Plattformen, die kraftvoll hervorsprudeln lassen, was bereits in Fluss ist

Es gibt viele Organisationen, die längst aufgebrochen sind, eine menschenwürdige Zukunft zu gestalten. Sie zu finden erscheint mir gegenwärtig jedoch mühsam. Deshalb braucht es Plattformen, auf denen all das kraftvoll hervorsprudeln kann, was schon in Fluss gekommen ist, wo Zukunftskonzepte vorgestellt und diskutiert werden, wo Suchende die Initiativen finden, in die sie sich einbringen wollen.

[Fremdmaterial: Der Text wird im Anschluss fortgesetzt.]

//! Cron registrar: in-process periodic enqueue of template tasks.

use crate::engine::QueueEngine;
use crate::error::{QueueError, QueueResult};
use crate::task::{Task, TaskId};
use chrono::{DateTime, Utc};
use cron::Schedule;
use parking_lot::RwLock;
use std::collections::HashMap;
use std::str::FromStr;
use std::sync::atomic::{AtomicBool, AtomicU64, Ordering};
use std::sync::Arc;
use std::time::Duration;
use tokio::sync::broadcast;
use tokio::time::interval;
use tracing::{error, info, warn};

/// Identifier of a registered cron entry.
pub type EntryId = u64;

/// Tick resolution of the registrar loop.
const TICK_INTERVAL: Duration = Duration::from_secs(1);

/// A parsed schedule specification.
///
/// Accepts standard 5-field cron expressions (a seconds field is
/// prepended), 6-field expressions with seconds, the `@daily`-style
/// shorthands of the cron grammar, and `@every <duration>` intervals.
#[derive(Debug, Clone)]
enum Trigger {
    Cron(Schedule),
    Every(Duration),
}

impl Trigger {
    /// Next firing time strictly after `after`.
    fn next_after(&self, after: DateTime<Utc>) -> Option<DateTime<Utc>> {
        match self {
            Trigger::Cron(schedule) => schedule.after(&after).next(),
            Trigger::Every(period) => {
                Some(after + chrono::Duration::from_std(*period).unwrap_or_default())
            }
        }
    }
}

impl FromStr for Trigger {
    type Err = QueueError;

    fn from_str(spec: &str) -> Result<Self, Self::Err> {
        let spec = spec.trim();
        if spec.is_empty() {
            return Err(QueueError::InvalidSchedule("empty spec".to_string()));
        }

        if let Some(rest) = spec.strip_prefix("@every") {
            let period = parse_duration(rest.trim())?;
            if period.is_zero() {
                return Err(QueueError::InvalidSchedule(
                    "@every period must be positive".to_string(),
                ));
            }
            return Ok(Trigger::Every(period));
        }

        let normalized = if !spec.starts_with('@') && spec.split_whitespace().count() == 5 {
            format!("0 {}", spec)
        } else {
            spec.to_string()
        };

        let schedule = Schedule::from_str(&normalized)
            .map_err(|e| QueueError::InvalidSchedule(format!("{}: {}", spec, e)))?;
        Ok(Trigger::Cron(schedule))
    }
}

/// Parses a Go-style duration string: integer value plus unit, repeated,
/// e.g. `1s`, `90s`, `500ms`, `1h2m3s`.
fn parse_duration(input: &str) -> QueueResult<Duration> {
    if input.is_empty() {
        return Err(QueueError::InvalidSchedule("missing duration".to_string()));
    }

    let mut total = Duration::ZERO;
    let mut digits = String::new();
    let mut chars = input.chars().peekable();

    while let Some(c) = chars.next() {
        if c.is_ascii_digit() {
            digits.push(c);
            continue;
        }

        let value: u64 = digits
            .parse()
            .map_err(|_| QueueError::InvalidSchedule(format!("invalid duration: {}", input)))?;
        digits.clear();

        let unit = match c {
            'h' => Duration::from_secs(3600),
            's' => Duration::from_secs(1),
            'm' => {
                if chars.peek() == Some(&'s') {
                    chars.next();
                    Duration::from_millis(1)
                } else {
                    Duration::from_secs(60)
                }
            }
            _ => {
                return Err(QueueError::InvalidSchedule(format!(
                    "unknown duration unit in: {}",
                    input
                )))
            }
        };

        total += unit * value as u32;
    }

    if !digits.is_empty() {
        return Err(QueueError::InvalidSchedule(format!(
            "duration missing unit: {}",
            input
        )));
    }

    Ok(total)
}

struct CronEntry {
    spec: String,
    trigger: Trigger,
    template: Task,
    next_run: DateTime<Utc>,
}

/// Builds the task for one firing of a template.
///
/// Each firing is a distinct task: fresh UUID (result records must not
/// collide across firings), `created_at` stamped now, and `retry_count`
/// reset in case the template carried history.
fn firing_task(template: &Task) -> Task {
    let mut task = template.clone();
    task.id = TaskId::new();
    task.created_at = Utc::now();
    task.retry_count = 0;
    task
}

/// In-process cron trigger that re-enters the engine at enqueue.
///
/// Process-local: in multi-replica deployments run the registrar in one
/// process only, or accept duplicate firings.
pub struct CronRegistrar {
    engine: Arc<QueueEngine>,
    entries: Arc<RwLock<HashMap<EntryId, CronEntry>>>,
    next_id: AtomicU64,
    shutdown_tx: broadcast::Sender<()>,
    running: Arc<AtomicBool>,
}

impl CronRegistrar {
    /// Creates a registrar over the given engine.
    pub fn new(engine: Arc<QueueEngine>) -> Self {
        let (shutdown_tx, _) = broadcast::channel(1);
        Self {
            engine,
            entries: Arc::new(RwLock::new(HashMap::new())),
            next_id: AtomicU64::new(0),
            shutdown_tx,
            running: Arc::new(AtomicBool::new(false)),
        }
    }

    /// Registers a template to be enqueued on every firing of `spec`.
    pub fn schedule(&self, spec: &str, template: Task) -> QueueResult<EntryId> {
        let trigger: Trigger = spec.parse()?;
        let next_run = trigger.next_after(Utc::now()).ok_or_else(|| {
            QueueError::InvalidSchedule(format!("spec never fires: {}", spec))
        })?;

        let id = self.next_id.fetch_add(1, Ordering::SeqCst) + 1;
        self.entries.write().insert(
            id,
            CronEntry {
                spec: spec.to_string(),
                trigger,
                template,
                next_run,
            },
        );

        info!(entry_id = id, spec = spec, "Registered cron entry");
        Ok(id)
    }

    /// Removes a cron entry. Returns whether it existed.
    pub fn unschedule(&self, id: EntryId) -> bool {
        self.entries.write().remove(&id).is_some()
    }

    /// Number of registered entries.
    pub fn len(&self) -> usize {
        self.entries.read().len()
    }

    /// Returns true when no entries are registered.
    pub fn is_empty(&self) -> bool {
        self.entries.read().is_empty()
    }

    /// Spawns the tick loop. Subsequent calls are no-ops until `stop`.
    pub fn start(self: &Arc<Self>) {
        if self.running.swap(true, Ordering::SeqCst) {
            return;
        }

        let registrar = Arc::clone(self);
        let mut shutdown = self.shutdown_tx.subscribe();

        tokio::spawn(async move {
            info!("Cron registrar started");
            let mut ticker = interval(TICK_INTERVAL);

            loop {
                tokio::select! {
                    _ = shutdown.recv() => {
                        info!("Cron registrar shutting down");
                        break;
                    }
                    _ = ticker.tick() => {
                        registrar.fire_due().await;
                    }
                }
            }
        });
    }

    /// Signals the tick loop to stop. In-flight firings finish first.
    pub fn stop(&self) {
        if self.running.swap(false, Ordering::SeqCst) {
            let _ = self.shutdown_tx.send(());
        }
    }

    /// Enqueues one task per due entry and advances its next firing time.
    async fn fire_due(&self) {
        let now = Utc::now();

        // Collect firings under the lock, enqueue outside it.
        let due: Vec<(EntryId, String, Task)> = {
            let mut entries = self.entries.write();
            let mut due = Vec::new();
            let mut exhausted = Vec::new();

            for (id, entry) in entries.iter_mut() {
                if entry.next_run > now {
                    continue;
                }
                due.push((*id, entry.spec.clone(), firing_task(&entry.template)));
                match entry.trigger.next_after(now) {
                    Some(next) => entry.next_run = next,
                    None => exhausted.push(*id),
                }
            }

            for id in exhausted {
                warn!(entry_id = id, "Cron entry will never fire again, removing");
                entries.remove(&id);
            }

            due
        };

        for (id, spec, task) in due {
            match self.engine.enqueue(&task).await {
                Ok(()) => {
                    info!(
                        entry_id = id,
                        spec = %spec,
                        task_id = %task.id,
                        task_type = %task.task_type,
                        "Cron entry fired"
                    );
                }
                Err(e) => {
                    error!(entry_id = id, spec = %spec, error = %e, "Cron enqueue failed");
                }
            }
        }
    }
}

#[cfg(test)]
mod tests {
    use super::*;
    use crate::task::Priority;
    use serde_json::json;

    #[test]
    fn test_parse_five_field_spec() {
        let trigger: Trigger = "* * * * *".parse().unwrap();
        assert!(matches!(trigger, Trigger::Cron(_)));
        assert!(trigger.next_after(Utc::now()).is_some());
    }

    #[test]
    fn test_parse_six_field_spec() {
        let trigger: Trigger = "*/5 * * * * *".parse().unwrap();
        assert!(matches!(trigger, Trigger::Cron(_)));
    }

    #[test]
    fn test_parse_daily_shorthand() {
        let trigger: Trigger = "@daily".parse().unwrap();
        let next = trigger.next_after(Utc::now()).unwrap();
        assert!(next > Utc::now());
    }

    #[test]
    fn test_parse_every_shorthand() {
        let trigger: Trigger = "@every 1s".parse().unwrap();
        match trigger {
            Trigger::Every(d) => assert_eq!(d, Duration::from_secs(1)),
            _ => panic!("expected interval trigger"),
        }
    }

    #[test]
    fn test_parse_invalid_spec() {
        assert!("definitely not cron".parse::<Trigger>().is_err());
        assert!("".parse::<Trigger>().is_err());
        assert!("@every".parse::<Trigger>().is_err());
        assert!("@every 0s".parse::<Trigger>().is_err());
    }

    #[test]
    fn test_parse_duration_units() {
        assert_eq!(parse_duration("90s").unwrap(), Duration::from_secs(90));
        assert_eq!(parse_duration("500ms").unwrap(), Duration::from_millis(500));
        assert_eq!(
            parse_duration("1h2m3s").unwrap(),
            Duration::from_secs(3723)
        );
        assert_eq!(parse_duration("2m").unwrap(), Duration::from_secs(120));
        assert!(parse_duration("5x").is_err());
        assert!(parse_duration("5").is_err());
        assert!(parse_duration("").is_err());
    }

    #[test]
    fn test_every_trigger_advances() {
        let trigger: Trigger = "@every 1m".parse().unwrap();
        let now = Utc::now();
        let next = trigger.next_after(now).unwrap();
        assert_eq!(next - now, chrono::Duration::seconds(60));
    }

    #[test]
    fn test_firing_task_gets_fresh_identity() {
        let mut template = Task::new("report", json!({"period": "daily"}), Priority::Low);
        template.retry_count = 2;
        let before = Utc::now();

        let fired = firing_task(&template);

        assert_ne!(fired.id, template.id);
        assert_eq!(fired.retry_count, 0);
        assert!(fired.created_at >= before);
        assert_eq!(fired.task_type, template.task_type);
        assert_eq!(fired.payload, template.payload);
        assert_eq!(fired.priority, template.priority);
    }

    #[test]
    fn test_entry_ids_are_sequential() {
        use crate::redis::Broker;
        use deadpool_redis::{Config, Runtime};

        let pool = Config::from_url("redis://127.0.0.1:1")
            .create_pool(Some(Runtime::Tokio1))
            .unwrap();
        let engine = Arc::new(QueueEngine::new(Broker::new(pool)));
        let registrar = CronRegistrar::new(engine);

        let template = Task::new("tick", json!(null), Priority::Default);
        let first = registrar.schedule("@every 1m", template.clone()).unwrap();
        let second = registrar.schedule("@every 1m", template).unwrap();

        assert_eq!(first, 1);
        assert_eq!(second, 2);
        assert_eq!(registrar.len(), 2);
        assert!(registrar.unschedule(first));
        assert!(!registrar.unschedule(first));
    }
}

Aufgaben von Zukunftsplattformen werden sein: Initiativen zu bündeln, Zersplitterung entgegenzuwirken, Ziele zu schärfen, Strategien zu deren Erreichung abzustimmen und Vorgehen zu koordinieren. Wie toll wäre es, wenn diese Prozesse von jungen Menschen geleitet würden, denn es ist vor allem ihre Zukunft, um die es geht.

Wir brauchen das lebendige „Wofür“, wenn Engagement erblühen soll, denn nur das „Wofür“ hat die Kraft, uns mitzureißen.

Der gesellschaftliche Wahnsinn unserer Tage hat nicht die Kraft, von Dauer zu sein. Ihm fehlt die Zuwendung zum Leben. Deshalb wird er alsbald zusammenbrechen. Es wäre eine Katastrophe, wenn wir dann keine klaren Ziele und Konzepte für eine menschenwürdige Zukunft hätten. Ähnlich erging es übrigens den Bürgerrechtsbewegungen damals, als die DDR zusammenbrach. Die Vision von einer besseren DDR war nur eine vage. Sie Wirklichkeit werden zu lassen, gelang nicht. Aus dieser Erfahrung müssen wir lernen!